Prompt |
Using the records below, repeat exactly the lines from the one holding "client.put_object(bucket, key, data.to_vec())" through the one holding "the common case", both ends included, and no others.

──────── Record set

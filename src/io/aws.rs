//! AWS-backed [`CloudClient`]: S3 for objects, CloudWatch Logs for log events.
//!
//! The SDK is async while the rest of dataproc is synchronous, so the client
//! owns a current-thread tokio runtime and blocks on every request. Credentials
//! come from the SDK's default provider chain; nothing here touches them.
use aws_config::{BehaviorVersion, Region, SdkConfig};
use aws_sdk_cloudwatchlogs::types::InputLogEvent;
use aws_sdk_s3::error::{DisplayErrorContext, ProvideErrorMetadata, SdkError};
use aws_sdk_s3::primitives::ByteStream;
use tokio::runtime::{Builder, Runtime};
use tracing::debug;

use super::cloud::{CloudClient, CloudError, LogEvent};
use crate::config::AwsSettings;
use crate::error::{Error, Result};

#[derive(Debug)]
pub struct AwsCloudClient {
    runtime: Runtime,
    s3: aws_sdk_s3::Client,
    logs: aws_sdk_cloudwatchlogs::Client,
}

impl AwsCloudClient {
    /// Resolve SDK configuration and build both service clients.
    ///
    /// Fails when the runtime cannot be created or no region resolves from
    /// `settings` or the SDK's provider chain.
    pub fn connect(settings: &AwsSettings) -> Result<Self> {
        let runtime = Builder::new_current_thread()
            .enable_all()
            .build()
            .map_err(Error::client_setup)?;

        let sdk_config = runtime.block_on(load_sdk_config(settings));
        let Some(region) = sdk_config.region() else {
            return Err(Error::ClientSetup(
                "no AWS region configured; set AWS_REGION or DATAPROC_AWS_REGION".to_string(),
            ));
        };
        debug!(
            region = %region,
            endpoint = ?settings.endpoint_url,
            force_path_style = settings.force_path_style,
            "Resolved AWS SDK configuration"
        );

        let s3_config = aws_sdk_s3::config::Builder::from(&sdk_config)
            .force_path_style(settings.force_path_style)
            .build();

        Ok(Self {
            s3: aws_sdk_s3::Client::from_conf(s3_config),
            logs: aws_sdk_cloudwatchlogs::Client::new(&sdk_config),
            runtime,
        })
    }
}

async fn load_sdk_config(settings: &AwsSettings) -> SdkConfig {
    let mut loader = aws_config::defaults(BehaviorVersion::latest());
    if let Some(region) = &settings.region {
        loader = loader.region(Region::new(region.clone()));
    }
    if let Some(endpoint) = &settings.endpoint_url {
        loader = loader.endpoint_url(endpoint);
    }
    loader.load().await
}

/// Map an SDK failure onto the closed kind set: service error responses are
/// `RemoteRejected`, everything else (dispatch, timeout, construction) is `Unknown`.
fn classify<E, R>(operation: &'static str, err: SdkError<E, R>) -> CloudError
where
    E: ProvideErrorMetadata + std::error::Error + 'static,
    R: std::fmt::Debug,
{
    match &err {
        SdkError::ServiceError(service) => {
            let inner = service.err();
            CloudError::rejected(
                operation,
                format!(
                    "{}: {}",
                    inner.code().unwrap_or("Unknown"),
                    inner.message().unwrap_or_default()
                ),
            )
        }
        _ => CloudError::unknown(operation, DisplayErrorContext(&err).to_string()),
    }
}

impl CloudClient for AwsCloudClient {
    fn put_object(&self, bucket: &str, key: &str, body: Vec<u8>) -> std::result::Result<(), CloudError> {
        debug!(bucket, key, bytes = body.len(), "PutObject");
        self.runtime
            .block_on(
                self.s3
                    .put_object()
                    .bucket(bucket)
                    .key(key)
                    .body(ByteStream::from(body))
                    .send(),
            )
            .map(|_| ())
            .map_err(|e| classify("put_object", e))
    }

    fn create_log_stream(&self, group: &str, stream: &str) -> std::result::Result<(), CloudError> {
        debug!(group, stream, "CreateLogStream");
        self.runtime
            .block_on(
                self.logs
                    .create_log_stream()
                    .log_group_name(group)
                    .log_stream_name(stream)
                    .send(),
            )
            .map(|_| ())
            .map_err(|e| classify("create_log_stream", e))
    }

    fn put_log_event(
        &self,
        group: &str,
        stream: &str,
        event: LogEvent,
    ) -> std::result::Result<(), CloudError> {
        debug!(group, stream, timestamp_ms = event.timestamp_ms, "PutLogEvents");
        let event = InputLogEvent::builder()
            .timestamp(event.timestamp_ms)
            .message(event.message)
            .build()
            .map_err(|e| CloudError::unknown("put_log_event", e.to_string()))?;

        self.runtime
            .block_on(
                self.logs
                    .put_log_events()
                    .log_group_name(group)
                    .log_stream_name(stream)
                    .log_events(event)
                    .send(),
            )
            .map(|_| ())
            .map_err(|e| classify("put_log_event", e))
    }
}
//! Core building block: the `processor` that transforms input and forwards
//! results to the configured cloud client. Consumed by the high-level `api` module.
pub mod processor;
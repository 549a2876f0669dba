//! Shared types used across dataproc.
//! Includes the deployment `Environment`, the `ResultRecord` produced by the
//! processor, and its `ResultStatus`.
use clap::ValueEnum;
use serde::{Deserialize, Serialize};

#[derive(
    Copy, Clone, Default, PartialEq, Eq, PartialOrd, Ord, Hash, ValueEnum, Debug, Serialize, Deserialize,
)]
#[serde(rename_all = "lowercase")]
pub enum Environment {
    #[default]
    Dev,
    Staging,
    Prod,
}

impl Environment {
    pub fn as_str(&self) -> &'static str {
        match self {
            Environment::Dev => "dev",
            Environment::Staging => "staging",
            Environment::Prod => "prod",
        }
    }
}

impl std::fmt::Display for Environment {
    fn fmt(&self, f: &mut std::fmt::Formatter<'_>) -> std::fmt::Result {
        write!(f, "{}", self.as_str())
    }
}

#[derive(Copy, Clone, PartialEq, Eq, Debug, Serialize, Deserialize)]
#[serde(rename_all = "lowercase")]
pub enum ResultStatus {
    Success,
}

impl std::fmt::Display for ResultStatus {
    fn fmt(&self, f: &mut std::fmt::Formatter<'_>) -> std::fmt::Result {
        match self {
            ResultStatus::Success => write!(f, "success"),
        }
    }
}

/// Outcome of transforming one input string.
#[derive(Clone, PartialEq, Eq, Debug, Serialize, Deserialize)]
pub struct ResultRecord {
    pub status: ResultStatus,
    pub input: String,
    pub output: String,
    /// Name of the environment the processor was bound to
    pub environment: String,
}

────────────────
──────── Record set

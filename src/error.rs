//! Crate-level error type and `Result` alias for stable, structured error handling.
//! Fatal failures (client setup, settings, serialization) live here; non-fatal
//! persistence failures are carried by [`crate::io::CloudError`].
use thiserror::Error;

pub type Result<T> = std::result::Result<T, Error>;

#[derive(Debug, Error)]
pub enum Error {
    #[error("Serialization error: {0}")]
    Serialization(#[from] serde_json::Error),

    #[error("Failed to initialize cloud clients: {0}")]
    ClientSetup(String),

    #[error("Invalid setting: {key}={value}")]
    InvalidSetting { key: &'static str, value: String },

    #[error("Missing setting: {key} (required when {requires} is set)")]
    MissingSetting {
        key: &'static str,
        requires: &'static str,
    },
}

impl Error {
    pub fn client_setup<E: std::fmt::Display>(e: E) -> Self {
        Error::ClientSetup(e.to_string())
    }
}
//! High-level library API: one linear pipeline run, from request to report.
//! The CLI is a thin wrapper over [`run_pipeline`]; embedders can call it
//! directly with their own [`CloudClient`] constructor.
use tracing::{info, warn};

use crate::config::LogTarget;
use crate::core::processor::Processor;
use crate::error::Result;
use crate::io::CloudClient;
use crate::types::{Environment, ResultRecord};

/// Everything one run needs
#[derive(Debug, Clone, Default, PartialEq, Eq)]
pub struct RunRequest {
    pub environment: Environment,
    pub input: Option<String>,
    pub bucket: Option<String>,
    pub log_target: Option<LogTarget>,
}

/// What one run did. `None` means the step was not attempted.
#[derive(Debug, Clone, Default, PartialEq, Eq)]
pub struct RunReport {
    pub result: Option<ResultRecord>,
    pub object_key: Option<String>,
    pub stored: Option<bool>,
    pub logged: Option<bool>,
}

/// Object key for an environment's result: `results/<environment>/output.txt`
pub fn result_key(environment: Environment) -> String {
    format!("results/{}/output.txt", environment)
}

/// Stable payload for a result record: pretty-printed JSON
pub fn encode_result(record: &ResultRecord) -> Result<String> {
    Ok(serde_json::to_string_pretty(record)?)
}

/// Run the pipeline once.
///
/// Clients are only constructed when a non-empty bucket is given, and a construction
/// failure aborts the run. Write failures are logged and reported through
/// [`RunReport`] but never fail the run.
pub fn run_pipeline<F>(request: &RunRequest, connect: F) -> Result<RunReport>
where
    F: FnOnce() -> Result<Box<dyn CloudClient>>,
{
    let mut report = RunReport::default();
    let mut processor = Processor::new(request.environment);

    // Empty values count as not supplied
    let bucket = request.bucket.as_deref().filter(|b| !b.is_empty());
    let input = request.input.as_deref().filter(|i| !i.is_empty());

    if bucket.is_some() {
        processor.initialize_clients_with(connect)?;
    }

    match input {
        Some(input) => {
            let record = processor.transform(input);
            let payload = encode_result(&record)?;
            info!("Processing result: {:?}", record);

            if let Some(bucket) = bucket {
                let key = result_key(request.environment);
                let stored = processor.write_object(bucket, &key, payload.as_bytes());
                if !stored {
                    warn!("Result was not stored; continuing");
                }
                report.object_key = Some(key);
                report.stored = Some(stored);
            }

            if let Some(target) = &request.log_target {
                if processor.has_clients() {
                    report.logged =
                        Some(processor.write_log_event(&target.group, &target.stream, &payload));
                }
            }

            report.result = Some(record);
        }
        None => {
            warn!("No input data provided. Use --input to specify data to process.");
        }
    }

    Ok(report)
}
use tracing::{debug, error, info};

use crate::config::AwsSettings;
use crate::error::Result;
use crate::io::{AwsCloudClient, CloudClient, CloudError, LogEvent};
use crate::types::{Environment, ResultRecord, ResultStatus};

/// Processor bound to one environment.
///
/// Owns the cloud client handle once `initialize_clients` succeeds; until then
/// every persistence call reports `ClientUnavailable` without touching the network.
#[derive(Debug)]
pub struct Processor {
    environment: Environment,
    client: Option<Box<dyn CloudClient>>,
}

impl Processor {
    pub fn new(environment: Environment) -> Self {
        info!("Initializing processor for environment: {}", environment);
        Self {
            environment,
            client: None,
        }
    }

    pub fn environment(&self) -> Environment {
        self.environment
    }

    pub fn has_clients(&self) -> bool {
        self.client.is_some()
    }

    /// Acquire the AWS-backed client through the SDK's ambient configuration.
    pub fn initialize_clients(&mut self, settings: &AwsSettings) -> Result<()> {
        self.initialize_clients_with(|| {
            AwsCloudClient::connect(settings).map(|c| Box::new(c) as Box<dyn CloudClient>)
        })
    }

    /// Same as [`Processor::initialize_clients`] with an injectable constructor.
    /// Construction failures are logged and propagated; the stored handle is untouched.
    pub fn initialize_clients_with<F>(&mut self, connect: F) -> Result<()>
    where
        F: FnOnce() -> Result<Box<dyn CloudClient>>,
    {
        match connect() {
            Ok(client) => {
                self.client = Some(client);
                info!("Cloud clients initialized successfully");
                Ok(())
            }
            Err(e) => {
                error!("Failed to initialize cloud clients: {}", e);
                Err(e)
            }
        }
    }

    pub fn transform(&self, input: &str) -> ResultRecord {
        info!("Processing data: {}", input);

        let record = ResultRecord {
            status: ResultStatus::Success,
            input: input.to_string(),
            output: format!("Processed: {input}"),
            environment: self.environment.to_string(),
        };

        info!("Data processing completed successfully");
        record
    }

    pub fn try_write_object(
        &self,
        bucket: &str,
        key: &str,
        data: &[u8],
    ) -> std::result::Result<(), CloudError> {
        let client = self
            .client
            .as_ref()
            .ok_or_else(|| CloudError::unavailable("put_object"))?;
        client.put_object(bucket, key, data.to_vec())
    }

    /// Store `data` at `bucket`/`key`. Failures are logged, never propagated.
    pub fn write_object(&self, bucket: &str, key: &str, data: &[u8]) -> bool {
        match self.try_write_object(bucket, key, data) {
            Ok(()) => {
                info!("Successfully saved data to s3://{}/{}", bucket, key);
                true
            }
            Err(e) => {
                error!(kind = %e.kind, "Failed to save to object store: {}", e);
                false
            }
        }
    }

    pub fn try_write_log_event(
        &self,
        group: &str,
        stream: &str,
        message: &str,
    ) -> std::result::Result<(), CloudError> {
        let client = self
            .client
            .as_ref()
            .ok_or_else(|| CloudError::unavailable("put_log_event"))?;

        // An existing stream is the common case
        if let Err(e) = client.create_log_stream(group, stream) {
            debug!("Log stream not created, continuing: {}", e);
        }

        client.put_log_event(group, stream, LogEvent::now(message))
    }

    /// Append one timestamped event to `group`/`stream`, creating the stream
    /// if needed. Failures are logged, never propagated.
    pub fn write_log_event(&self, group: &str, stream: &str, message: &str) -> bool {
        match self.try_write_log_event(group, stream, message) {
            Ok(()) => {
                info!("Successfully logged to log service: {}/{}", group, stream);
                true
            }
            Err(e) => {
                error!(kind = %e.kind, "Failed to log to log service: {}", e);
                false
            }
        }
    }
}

────────────────
──────── Record set

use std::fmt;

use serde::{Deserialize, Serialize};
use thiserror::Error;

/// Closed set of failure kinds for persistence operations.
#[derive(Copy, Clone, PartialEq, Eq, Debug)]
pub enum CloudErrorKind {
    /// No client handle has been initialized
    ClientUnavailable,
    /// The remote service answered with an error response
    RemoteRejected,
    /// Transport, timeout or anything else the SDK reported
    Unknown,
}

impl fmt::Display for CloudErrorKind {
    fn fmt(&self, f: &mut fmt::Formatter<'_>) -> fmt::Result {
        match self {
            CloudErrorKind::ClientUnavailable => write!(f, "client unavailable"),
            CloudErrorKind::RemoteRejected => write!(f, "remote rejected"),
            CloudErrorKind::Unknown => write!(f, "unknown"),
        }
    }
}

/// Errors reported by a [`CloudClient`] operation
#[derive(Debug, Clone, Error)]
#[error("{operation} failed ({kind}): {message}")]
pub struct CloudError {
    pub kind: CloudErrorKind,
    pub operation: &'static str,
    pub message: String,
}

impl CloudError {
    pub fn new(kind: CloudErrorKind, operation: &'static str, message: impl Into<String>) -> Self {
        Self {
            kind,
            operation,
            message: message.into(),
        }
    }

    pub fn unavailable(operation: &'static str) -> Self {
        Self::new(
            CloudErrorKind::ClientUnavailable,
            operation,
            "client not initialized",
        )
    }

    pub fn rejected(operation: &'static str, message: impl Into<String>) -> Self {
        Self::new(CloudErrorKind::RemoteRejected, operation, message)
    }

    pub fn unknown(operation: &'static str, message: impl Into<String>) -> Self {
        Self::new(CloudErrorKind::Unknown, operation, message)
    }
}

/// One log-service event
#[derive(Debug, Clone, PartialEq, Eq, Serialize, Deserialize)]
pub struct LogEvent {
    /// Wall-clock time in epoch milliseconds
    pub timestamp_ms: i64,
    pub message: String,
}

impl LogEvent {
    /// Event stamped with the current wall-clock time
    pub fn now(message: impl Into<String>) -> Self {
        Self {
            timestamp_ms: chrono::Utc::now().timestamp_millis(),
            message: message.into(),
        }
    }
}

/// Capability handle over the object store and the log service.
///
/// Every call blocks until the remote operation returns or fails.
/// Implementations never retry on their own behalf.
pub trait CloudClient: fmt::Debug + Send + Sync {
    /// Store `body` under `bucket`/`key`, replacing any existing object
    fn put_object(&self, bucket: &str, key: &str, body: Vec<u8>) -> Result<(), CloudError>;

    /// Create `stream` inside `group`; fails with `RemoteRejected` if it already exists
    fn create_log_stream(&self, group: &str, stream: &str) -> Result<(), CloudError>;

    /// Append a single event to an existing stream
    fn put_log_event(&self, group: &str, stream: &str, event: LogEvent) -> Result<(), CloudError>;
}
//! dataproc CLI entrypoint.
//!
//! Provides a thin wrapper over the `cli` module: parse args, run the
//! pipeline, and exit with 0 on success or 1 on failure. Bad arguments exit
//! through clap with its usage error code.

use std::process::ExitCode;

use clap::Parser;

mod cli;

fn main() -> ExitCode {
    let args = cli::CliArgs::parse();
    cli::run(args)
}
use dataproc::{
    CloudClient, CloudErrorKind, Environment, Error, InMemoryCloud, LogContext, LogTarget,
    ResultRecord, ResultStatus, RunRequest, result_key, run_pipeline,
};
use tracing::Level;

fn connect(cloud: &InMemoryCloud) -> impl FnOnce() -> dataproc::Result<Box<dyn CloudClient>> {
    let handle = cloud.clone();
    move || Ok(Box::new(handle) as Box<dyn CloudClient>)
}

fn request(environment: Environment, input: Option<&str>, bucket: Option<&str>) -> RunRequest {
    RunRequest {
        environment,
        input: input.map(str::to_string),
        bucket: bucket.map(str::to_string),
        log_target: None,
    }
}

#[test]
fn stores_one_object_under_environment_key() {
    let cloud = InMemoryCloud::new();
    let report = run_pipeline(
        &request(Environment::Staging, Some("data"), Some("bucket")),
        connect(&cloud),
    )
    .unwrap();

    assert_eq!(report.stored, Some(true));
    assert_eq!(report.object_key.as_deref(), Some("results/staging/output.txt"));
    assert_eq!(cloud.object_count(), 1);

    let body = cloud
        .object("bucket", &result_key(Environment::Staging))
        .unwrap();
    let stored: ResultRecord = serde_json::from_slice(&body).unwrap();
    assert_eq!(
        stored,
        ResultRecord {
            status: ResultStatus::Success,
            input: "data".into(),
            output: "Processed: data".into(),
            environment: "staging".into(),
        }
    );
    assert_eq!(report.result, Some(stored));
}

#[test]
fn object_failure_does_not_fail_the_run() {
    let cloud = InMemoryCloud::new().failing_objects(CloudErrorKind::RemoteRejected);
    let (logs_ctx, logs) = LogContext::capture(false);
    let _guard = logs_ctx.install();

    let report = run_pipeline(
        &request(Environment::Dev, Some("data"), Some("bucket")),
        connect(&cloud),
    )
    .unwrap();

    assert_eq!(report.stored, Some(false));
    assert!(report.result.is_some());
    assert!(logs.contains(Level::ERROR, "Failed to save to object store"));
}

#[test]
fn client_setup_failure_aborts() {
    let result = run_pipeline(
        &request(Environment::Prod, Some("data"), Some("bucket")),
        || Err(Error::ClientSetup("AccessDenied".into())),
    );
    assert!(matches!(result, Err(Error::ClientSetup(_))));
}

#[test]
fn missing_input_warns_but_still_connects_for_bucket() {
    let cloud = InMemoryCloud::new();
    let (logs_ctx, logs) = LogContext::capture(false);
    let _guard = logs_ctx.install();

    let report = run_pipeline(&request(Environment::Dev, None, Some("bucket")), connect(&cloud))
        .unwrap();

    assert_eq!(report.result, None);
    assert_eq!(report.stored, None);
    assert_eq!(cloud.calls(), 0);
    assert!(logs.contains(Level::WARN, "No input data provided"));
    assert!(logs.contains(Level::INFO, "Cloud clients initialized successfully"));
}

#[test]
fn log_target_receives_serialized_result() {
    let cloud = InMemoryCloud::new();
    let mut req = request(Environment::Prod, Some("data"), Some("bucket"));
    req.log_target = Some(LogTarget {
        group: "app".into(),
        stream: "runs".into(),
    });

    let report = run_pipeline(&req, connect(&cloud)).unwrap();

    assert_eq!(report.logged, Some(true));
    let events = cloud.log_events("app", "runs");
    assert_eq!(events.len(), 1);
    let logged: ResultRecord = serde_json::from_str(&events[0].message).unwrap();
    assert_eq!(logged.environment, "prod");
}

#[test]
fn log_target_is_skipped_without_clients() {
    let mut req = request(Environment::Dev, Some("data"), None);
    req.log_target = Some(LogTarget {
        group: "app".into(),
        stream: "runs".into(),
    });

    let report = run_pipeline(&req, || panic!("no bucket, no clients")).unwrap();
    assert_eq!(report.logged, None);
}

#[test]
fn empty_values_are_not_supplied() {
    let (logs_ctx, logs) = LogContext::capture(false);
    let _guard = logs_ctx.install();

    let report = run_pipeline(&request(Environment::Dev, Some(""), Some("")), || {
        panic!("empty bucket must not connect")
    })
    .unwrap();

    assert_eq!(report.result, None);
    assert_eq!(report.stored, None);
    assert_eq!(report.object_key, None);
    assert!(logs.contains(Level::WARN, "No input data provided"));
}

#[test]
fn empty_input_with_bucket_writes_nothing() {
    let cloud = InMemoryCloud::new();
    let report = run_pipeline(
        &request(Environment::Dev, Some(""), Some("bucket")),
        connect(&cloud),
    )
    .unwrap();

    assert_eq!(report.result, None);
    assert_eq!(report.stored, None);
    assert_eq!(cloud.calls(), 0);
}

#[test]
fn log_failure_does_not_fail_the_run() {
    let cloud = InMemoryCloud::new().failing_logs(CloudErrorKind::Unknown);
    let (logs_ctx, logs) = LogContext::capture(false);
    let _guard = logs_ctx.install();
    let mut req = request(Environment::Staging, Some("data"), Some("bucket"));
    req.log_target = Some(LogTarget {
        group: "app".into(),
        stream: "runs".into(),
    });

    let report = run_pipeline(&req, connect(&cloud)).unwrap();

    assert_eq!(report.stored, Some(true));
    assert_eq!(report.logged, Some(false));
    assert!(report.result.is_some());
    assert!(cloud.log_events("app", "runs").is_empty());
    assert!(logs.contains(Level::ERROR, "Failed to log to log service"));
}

────────────────

Completed task |
        client.put_object(bucket, key, data.to_vec())
    }

    /// Store `data` at `bucket`/`key`. Failures are logged, never propagated.
    pub fn write_object(&self, bucket: &str, key: &str, data: &[u8]) -> bool {
        match self.try_write_object(bucket, key, data) {
            Ok(()) => {
                info!("Successfully saved data to s3://{}/{}", bucket, key);
                true
            }
            Err(e) => {
                error!(kind = %e.kind, "Failed to save to object store: {}", e);
                false
            }
        }
    }

    pub fn try_write_log_event(
        &self,
        group: &str,
        stream: &str,
        message: &str,
    ) -> std::result::Result<(), CloudError> {
        let client = self
            .client
            .as_ref()
            .ok_or_else(|| CloudError::unavailable("put_log_event"))?;

        // An existing stream is the common case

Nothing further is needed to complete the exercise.